Thursday, November 06, 2008

Working Hard, Meaning in Life

First of all, I have to thank everyone that had send condolence to me and my family.

Well, just a thought to share to everyone. As I know, I've been telling it to people around me cause many had asked me similar questions.

Questions: Derrick, why are you working so hard?

Answer: Getting passes is easy, but getting an "A", we'll need to put in extra effort.

Well, at one point I realized, it also answered my question to why I was working so hard at the period of time before I was schooling now.

Cause i remembered friends asking me a similar questions.

Question: Derrick, why are you working so hard? You crazy ar? or you needed so much money?
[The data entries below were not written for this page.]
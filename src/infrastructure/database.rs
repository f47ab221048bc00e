//! Pooled SQLite connection

use crate::config::AppConfig;
use crate::core::error::StoreError;
use di::{Ref, inject, injectable};
use log::info;
use sqlx::SqlitePool;
use sqlx::sqlite::SqlitePoolOptions;
use std::ops::{Deref, DerefMut};
use std::sync::Mutex;

/// Pool handed to every DI-created connection once installed.
static INSTALLED_POOL: Mutex<Option<SqlitePool>> = Mutex::new(None);

pub struct DatabaseConnection {
    connection: SqlitePool,
}

#[injectable]
impl DatabaseConnection {
    #[inject]
    pub fn create(config: Ref<AppConfig>) -> DatabaseConnection {
        if let Some(pool) = INSTALLED_POOL.lock().ok().and_then(|guard| guard.clone()) {
            return DatabaseConnection { connection: pool };
        }

        let pool = SqlitePoolOptions::new()
            .max_connections(5)
            .connect_lazy(&config.database_url)
            .expect("DATABASE_URL must be a valid sqlite url");

        DatabaseConnection { connection: pool }
    }
}

impl DatabaseConnection {
    /// Connects to `url` and brings the schema up to date.
    pub async fn open(url: &str) -> Result<SqlitePool, StoreError> {
        let options = if url.contains(":memory:") {
            // every connection to an in-memory database sees a fresh database
            SqlitePoolOptions::new()
                .max_connections(1)
                .idle_timeout(None)
                .max_lifetime(None)
        } else {
            SqlitePoolOptions::new().max_connections(5)
        };
        let pool = options.connect(url).await?;
        sqlx::migrate!()
            .run(&pool)
            .await
            .map_err(sqlx::Error::from)?;
        info!("equipment store ready at {url}");
        Ok(pool)
    }

    /// Makes every DI-created connection share `pool`.
    pub fn install(pool: SqlitePool) {
        if let Ok(mut guard) = INSTALLED_POOL.lock() {
            *guard = Some(pool);
        }
    }

    pub fn uninstall() {
        if let Ok(mut guard) = INSTALLED_POOL.lock() {
            *guard = None;
        }
    }
}

impl Deref for DatabaseConnection {
    type Target = SqlitePool;

    fn deref(&self) -> &Self::Target {
        &self.connection
    }
}

impl DerefMut for DatabaseConnection {
    fn deref_mut(&mut self) -> &mut Self::Target {
        &mut self.connection
    }
}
Answer: No la, I'm being dedicated to my work, since nothing much to do at home, might as well OT in office. (this is rubbish as i know, that time I am speechless to the question as i don't know what i should say, all i know was, i want to be hardworking)

In fact, my life at work had been so busy that i really do not have "DAY", as to say, almost every single day I OT till 12am, not forgetting going back to work in Saturdays and Sundays even thou I am in a 5 days work week Company.

I had to say that, of my doings and my change in attitude in life, it did generate great pay offs. Sadly, i have to quit work to pursue my studies even thou how hard my company had try to keep me. Well, at least I left my previous company with pride and recognition, that's really an honor.

Now, after pacing myself into a new environment, I learn that, we can put great meaning to every doings in our life.

Lets just say:

"Living a normal life is easy. But, to live an even better life, extra effort had to be put in."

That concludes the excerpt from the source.